From the entries that follow, copy each line containing the word "panic".

[[ Supplied records, beginning ]]

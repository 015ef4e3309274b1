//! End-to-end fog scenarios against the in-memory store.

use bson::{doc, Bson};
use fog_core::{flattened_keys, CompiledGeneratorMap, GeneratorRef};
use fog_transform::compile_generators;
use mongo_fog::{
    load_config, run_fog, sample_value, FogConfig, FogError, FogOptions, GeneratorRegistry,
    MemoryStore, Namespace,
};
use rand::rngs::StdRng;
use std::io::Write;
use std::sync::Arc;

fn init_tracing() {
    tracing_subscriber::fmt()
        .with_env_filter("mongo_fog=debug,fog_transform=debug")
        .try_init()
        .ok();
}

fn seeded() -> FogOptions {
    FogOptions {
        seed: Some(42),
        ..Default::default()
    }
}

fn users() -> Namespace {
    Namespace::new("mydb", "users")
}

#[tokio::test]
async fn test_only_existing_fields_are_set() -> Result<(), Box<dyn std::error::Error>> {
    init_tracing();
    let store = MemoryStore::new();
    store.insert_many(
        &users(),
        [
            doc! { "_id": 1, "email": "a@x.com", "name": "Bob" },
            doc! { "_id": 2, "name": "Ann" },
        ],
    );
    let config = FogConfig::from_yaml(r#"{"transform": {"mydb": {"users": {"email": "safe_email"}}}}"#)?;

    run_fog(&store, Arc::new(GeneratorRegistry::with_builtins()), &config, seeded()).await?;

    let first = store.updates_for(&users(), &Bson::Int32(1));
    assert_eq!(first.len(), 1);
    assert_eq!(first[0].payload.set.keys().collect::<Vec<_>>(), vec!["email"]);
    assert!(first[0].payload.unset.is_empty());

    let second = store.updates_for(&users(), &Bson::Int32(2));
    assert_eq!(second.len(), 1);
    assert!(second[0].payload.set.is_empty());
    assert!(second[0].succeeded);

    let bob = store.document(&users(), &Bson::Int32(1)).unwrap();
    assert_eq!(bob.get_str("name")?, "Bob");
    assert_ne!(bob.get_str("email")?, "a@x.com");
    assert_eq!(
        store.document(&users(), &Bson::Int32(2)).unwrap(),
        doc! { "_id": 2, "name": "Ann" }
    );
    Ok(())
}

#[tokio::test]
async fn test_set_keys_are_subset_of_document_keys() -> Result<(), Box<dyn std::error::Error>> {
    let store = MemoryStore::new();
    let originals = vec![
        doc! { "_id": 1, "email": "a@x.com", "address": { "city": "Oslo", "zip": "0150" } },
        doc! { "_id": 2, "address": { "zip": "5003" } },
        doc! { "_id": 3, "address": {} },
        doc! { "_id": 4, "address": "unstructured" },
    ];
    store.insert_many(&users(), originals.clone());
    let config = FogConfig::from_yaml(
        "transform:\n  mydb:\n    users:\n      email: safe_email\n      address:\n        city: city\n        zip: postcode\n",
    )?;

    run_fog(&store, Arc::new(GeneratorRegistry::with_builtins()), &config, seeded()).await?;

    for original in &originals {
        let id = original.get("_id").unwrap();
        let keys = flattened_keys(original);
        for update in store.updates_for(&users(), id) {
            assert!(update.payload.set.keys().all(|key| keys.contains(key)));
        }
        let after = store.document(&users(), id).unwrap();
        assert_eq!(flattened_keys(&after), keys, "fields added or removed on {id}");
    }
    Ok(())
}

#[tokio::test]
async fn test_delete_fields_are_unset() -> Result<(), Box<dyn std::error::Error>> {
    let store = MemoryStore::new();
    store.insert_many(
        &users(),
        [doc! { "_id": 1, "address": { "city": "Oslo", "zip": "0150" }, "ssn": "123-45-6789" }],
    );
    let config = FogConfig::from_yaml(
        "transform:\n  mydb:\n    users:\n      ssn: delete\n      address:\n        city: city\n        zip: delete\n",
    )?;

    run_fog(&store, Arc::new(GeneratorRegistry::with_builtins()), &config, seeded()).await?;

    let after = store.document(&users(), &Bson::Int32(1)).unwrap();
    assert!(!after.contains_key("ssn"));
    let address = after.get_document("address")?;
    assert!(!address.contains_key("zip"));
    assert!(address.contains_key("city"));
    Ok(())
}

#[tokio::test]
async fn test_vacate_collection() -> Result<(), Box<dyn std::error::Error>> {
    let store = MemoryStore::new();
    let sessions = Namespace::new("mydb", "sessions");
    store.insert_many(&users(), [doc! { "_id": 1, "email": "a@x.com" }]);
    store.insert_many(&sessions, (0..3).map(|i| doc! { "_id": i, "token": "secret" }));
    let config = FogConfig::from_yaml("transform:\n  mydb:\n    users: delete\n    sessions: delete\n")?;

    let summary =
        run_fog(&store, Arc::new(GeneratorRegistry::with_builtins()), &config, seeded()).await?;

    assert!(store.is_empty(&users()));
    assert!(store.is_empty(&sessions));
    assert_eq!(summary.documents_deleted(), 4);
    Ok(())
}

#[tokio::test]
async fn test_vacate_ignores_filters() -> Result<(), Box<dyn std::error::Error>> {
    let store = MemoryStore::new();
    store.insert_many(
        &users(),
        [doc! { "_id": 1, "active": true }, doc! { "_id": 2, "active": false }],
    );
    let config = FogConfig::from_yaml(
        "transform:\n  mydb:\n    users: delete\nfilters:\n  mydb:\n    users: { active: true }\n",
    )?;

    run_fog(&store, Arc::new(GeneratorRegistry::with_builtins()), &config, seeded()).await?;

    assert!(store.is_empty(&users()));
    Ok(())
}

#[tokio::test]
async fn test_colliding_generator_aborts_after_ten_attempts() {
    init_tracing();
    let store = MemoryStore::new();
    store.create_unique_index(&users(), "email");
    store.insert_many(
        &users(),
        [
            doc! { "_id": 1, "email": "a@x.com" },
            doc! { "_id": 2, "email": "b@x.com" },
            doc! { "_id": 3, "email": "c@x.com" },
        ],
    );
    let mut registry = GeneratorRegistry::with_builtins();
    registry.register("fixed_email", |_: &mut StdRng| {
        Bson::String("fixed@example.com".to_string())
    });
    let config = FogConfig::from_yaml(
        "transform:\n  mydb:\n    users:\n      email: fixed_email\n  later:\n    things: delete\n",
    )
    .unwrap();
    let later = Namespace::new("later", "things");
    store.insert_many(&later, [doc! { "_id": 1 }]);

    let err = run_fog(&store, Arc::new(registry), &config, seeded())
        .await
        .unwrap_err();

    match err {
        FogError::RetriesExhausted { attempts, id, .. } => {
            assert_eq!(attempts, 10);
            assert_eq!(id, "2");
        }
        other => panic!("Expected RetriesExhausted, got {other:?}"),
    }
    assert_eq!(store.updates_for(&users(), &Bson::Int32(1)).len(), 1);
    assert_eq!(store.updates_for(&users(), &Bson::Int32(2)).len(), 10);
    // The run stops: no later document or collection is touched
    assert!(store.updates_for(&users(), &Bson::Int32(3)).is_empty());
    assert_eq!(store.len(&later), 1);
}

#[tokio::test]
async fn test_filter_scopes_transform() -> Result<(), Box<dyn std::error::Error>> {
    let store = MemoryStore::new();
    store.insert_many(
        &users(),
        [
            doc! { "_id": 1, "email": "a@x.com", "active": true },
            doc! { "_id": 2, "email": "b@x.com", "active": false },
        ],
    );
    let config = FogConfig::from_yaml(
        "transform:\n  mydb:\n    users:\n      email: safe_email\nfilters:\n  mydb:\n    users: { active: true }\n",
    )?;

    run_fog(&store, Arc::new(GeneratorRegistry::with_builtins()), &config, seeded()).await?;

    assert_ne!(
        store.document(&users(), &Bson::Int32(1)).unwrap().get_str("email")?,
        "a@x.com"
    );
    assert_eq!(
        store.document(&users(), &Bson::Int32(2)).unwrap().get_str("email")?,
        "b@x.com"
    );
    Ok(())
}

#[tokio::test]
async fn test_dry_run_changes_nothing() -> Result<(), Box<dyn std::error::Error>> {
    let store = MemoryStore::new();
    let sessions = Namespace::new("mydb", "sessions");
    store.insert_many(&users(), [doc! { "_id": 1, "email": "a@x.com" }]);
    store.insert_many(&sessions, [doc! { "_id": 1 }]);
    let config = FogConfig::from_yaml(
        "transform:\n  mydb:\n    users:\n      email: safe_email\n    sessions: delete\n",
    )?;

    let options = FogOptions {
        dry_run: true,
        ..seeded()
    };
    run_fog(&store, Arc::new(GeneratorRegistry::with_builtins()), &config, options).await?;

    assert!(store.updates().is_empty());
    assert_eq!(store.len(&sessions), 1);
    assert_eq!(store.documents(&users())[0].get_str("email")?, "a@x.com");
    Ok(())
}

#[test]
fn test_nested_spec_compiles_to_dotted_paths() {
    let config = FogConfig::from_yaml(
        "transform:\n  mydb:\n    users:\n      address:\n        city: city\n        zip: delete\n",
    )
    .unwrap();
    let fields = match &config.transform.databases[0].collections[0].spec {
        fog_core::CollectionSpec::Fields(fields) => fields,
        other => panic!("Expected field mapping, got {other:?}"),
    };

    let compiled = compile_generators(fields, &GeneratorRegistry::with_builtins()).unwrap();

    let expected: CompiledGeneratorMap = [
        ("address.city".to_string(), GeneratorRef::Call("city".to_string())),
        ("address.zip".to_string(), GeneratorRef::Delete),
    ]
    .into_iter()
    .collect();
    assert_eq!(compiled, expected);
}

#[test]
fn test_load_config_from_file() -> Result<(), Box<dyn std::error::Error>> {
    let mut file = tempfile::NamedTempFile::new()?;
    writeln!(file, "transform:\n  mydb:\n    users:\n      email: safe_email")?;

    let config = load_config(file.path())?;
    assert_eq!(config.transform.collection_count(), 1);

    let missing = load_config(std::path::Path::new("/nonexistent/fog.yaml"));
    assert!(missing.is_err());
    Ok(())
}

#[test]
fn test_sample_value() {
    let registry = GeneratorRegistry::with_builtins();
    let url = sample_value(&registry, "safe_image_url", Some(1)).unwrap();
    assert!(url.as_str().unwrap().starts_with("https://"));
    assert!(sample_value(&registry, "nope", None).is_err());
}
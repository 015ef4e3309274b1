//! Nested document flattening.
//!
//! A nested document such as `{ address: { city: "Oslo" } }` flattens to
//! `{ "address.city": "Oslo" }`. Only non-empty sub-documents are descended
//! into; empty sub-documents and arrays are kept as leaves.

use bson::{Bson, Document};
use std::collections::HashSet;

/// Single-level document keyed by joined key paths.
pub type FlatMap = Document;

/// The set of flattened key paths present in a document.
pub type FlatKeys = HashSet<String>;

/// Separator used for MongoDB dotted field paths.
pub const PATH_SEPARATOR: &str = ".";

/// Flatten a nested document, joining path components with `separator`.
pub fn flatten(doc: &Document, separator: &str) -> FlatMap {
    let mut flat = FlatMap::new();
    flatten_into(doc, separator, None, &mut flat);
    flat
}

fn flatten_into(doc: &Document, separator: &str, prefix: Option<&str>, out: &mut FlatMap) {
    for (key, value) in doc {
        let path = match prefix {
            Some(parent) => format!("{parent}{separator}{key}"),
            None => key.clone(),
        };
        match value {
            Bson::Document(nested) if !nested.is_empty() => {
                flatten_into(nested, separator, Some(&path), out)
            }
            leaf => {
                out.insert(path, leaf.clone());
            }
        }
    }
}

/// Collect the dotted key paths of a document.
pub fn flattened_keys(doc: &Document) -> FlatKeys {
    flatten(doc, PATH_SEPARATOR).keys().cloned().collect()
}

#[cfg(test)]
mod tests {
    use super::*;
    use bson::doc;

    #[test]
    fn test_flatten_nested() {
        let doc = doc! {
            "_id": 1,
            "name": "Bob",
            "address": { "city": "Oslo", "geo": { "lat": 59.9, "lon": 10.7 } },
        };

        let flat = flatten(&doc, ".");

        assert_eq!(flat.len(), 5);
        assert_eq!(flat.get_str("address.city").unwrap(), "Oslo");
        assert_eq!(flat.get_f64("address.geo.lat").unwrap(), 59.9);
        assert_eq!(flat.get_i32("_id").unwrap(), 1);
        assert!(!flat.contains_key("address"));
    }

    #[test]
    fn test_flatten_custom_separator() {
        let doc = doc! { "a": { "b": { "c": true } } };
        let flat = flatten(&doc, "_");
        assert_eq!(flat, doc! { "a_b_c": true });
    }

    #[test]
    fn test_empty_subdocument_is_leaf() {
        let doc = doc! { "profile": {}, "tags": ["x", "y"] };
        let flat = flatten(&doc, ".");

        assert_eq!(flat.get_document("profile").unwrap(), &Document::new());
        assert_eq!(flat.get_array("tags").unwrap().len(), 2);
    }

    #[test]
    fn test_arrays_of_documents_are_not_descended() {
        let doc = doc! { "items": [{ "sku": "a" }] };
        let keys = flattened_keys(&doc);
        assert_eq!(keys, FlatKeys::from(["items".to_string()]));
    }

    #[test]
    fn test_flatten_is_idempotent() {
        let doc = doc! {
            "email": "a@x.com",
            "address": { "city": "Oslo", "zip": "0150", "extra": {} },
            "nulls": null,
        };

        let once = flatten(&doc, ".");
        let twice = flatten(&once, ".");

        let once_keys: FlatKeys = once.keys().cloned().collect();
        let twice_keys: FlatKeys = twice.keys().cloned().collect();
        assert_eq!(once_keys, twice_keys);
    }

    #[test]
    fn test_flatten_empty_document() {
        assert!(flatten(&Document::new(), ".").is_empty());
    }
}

[[ Supplied records, end ]]

Your response
        other => panic!("Expected RetriesExhausted, got {other:?}"),
        other => panic!("Expected field mapping, got {other:?}"),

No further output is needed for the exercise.